"""

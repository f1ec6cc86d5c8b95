//! Recording mocks and a wired-up harness for tests
//!
//! These mocks enable flow testing without real I/O.

use crate::flow::{
    ComponentContext, ComponentRegistry, FlowProcessor, FlowSettings, Message, ProcessOutcome,
    Step,
};
use crate::ports::{
    ActionResponse, ApiError, BackendApi, InteractiveMessage, LedgerPage, LoginResponse,
    MemberSession, MessagingError, MessagingPort, OfferRequest, OnboardRequest, OutboundMessage,
};
use crate::state::{
    AccountSummary, AuthState, Balance, ChannelIdentity, Dashboard, MemberProfile, PendingOffer,
    StateManager,
};
use crate::store::{AtomicStore, MemoryStore, DEFAULT_MAX_RETRIES};
use async_trait::async_trait;
use serde_json::Map;
use std::collections::VecDeque;
use std::sync::{Arc, Mutex};
use std::time::Duration;

// ============================================================================
// Fixtures
// ============================================================================

pub fn sample_dashboard() -> Dashboard {
    Dashboard {
        member: MemberProfile {
            member_id: "member-1".into(),
            first_name: "Alice".into(),
            last_name: "Moyo".into(),
            member_handle: "alice".into(),
            member_tier: 1,
        },
        account: AccountSummary {
            account_id: "account-1".into(),
            account_name: "Alice Moyo".into(),
            account_handle: "alice".into(),
        },
        balances: vec![Balance {
            denomination: "USD".into(),
            amount: "50.00".into(),
        }],
        pending_in: vec![PendingOffer {
            offer_id: "offer-in-1".into(),
            counterparty: "Bob".into(),
            amount: "10.00".into(),
            denomination: "USD".into(),
            secured: true,
        }],
        pending_out: vec![PendingOffer {
            offer_id: "offer-out-1".into(),
            counterparty: "Carol".into(),
            amount: "5.00".into(),
            denomination: "USD".into(),
            secured: true,
        }],
    }
}

pub fn sample_session() -> MemberSession {
    MemberSession {
        dashboard: sample_dashboard(),
        auth: AuthState {
            token: "token-1".into(),
            member_id: "member-1".into(),
        },
    }
}

// ============================================================================
// Mock Messaging
// ============================================================================

/// Records every message instead of delivering it
#[derive(Default)]
pub struct MockMessaging {
    sent: Mutex<Vec<OutboundMessage>>,
}

impl MockMessaging {
    pub fn sent(&self) -> Vec<OutboundMessage> {
        self.sent.lock().unwrap().clone()
    }
}

#[async_trait]
impl MessagingPort for MockMessaging {
    async fn send_text(&self, recipient: &str, text: &str) -> Result<(), MessagingError> {
        self.sent.lock().unwrap().push(OutboundMessage::Text {
            to: recipient.to_string(),
            body: text.to_string(),
        });
        Ok(())
    }

    async fn send_interactive(
        &self,
        recipient: &str,
        message: &InteractiveMessage,
    ) -> Result<(), MessagingError> {
        self.sent.lock().unwrap().push(OutboundMessage::Interactive {
            to: recipient.to_string(),
            message: message.clone(),
        });
        Ok(())
    }
}

// ============================================================================
// Mock Backend API
// ============================================================================

type Queue<T> = Mutex<VecDeque<Result<T, ApiError>>>;

/// Backend that returns queued responses and records which operations ran
#[derive(Default)]
pub struct MockBackendApi {
    login: Queue<LoginResponse>,
    onboard: Queue<MemberSession>,
    handles: Queue<AccountSummary>,
    actions: Queue<ActionResponse>,
    ledger: Queue<LedgerPage>,
    calls: Mutex<Vec<&'static str>>,
}

impl MockBackendApi {
    pub fn queue_login(&self, response: Result<LoginResponse, ApiError>) {
        self.login.lock().unwrap().push_back(response);
    }

    pub fn queue_onboard(&self, response: Result<MemberSession, ApiError>) {
        self.onboard.lock().unwrap().push_back(response);
    }

    pub fn queue_handle(&self, response: Result<AccountSummary, ApiError>) {
        self.handles.lock().unwrap().push_back(response);
    }

    /// Shared by create, accept, decline, cancel, and upgrade
    pub fn queue_action(&self, response: Result<ActionResponse, ApiError>) {
        self.actions.lock().unwrap().push_back(response);
    }

    pub fn queue_ledger(&self, response: Result<LedgerPage, ApiError>) {
        self.ledger.lock().unwrap().push_back(response);
    }

    pub fn calls(&self) -> Vec<&'static str> {
        self.calls.lock().unwrap().clone()
    }

    fn next<T>(&self, call: &'static str, queue: &Queue<T>) -> Result<T, ApiError> {
        self.calls.lock().unwrap().push(call);
        queue
            .lock()
            .unwrap()
            .pop_front()
            .unwrap_or_else(|| Err(ApiError::network("No mock response queued")))
    }
}

#[async_trait]
impl BackendApi for MockBackendApi {
    async fn login(&self, _phone: &str) -> Result<LoginResponse, ApiError> {
        self.next("login", &self.login)
    }

    async fn onboard_member(&self, _request: &OnboardRequest) -> Result<MemberSession, ApiError> {
        self.next("onboard_member", &self.onboard)
    }

    async fn validate_handle(
        &self,
        _auth: &AuthState,
        _handle: &str,
    ) -> Result<AccountSummary, ApiError> {
        self.next("validate_handle", &self.handles)
    }

    async fn create_offer(
        &self,
        _auth: &AuthState,
        _request: &OfferRequest,
    ) -> Result<ActionResponse, ApiError> {
        self.next("create_offer", &self.actions)
    }

    async fn accept_offer(
        &self,
        _auth: &AuthState,
        _offer_id: &str,
    ) -> Result<ActionResponse, ApiError> {
        self.next("accept_offer", &self.actions)
    }

    async fn decline_offer(
        &self,
        _auth: &AuthState,
        _offer_id: &str,
    ) -> Result<ActionResponse, ApiError> {
        self.next("decline_offer", &self.actions)
    }

    async fn cancel_offer(
        &self,
        _auth: &AuthState,
        _offer_id: &str,
    ) -> Result<ActionResponse, ApiError> {
        self.next("cancel_offer", &self.actions)
    }

    async fn get_ledger(
        &self,
        _auth: &AuthState,
        _account_id: &str,
        _start_row: u32,
        _num_rows: u32,
    ) -> Result<LedgerPage, ApiError> {
        self.next("get_ledger", &self.ledger)
    }

    async fn upgrade_tier(&self, _auth: &AuthState, _tier: u8) -> Result<ActionResponse, ApiError> {
        self.next("upgrade_tier", &self.actions)
    }
}

// ============================================================================
// Harness
// ============================================================================

/// A processor over an in-memory store with both ports mocked
pub struct Harness {
    pub messaging: Arc<MockMessaging>,
    pub api: Arc<MockBackendApi>,
    pub processor: FlowProcessor,
    pub identity: ChannelIdentity,
}

impl Harness {
    pub fn new() -> Self {
        Self::with_settings(FlowSettings::default())
    }

    pub fn with_settings(settings: FlowSettings) -> Self {
        let messaging = Arc::new(MockMessaging::default());
        let api = Arc::new(MockBackendApi::default());
        let store = AtomicStore::new(Arc::new(MemoryStore::new()), DEFAULT_MAX_RETRIES);
        let registry = Arc::new(ComponentRegistry::with_defaults(Duration::from_secs(60)));
        let processor = FlowProcessor::new(
            store,
            registry,
            messaging.clone(),
            Some(api.clone()),
            settings,
        );
        Self {
            messaging,
            api,
            processor,
            identity: ChannelIdentity::whatsapp("263770000001"),
        }
    }

    pub fn state(&self) -> StateManager {
        self.processor.state_for(self.identity.clone())
    }

    pub fn context(&self, mock_testing: bool) -> ComponentContext {
        ComponentContext::new(
            self.state(),
            self.messaging.clone(),
            Some(self.api.clone()),
            mock_testing,
        )
    }

    pub fn context_without_api(&self, mock_testing: bool) -> ComponentContext {
        ComponentContext::new(self.state(), self.messaging.clone(), None, mock_testing)
    }

    /// Send a text message as the harness's channel
    pub async fn send(&self, text: &str) -> ProcessOutcome {
        self.processor
            .process(self.identity.clone(), Message::text(text), false)
            .await
            .unwrap()
    }

    /// Put a logged-in member at `step`
    pub async fn logged_in_at(&self, step: Step, awaiting_input: bool) {
        let state = self.state();
        state.initialize_channel(false).await.unwrap();
        state.record_login(&sample_session()).await.unwrap();
        state
            .update_flow_state(step, Map::new(), None, awaiting_input)
            .await
            .unwrap();
    }
}

impl Default for Harness {
    fn default() -> Self {
        Self::new()
    }
}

"""

Reproduce each line of the material in which the string "false" occurs.

            .process(self.identity.clone(), Message::text(text), false)
        state.initialize_channel(false).await.unwrap();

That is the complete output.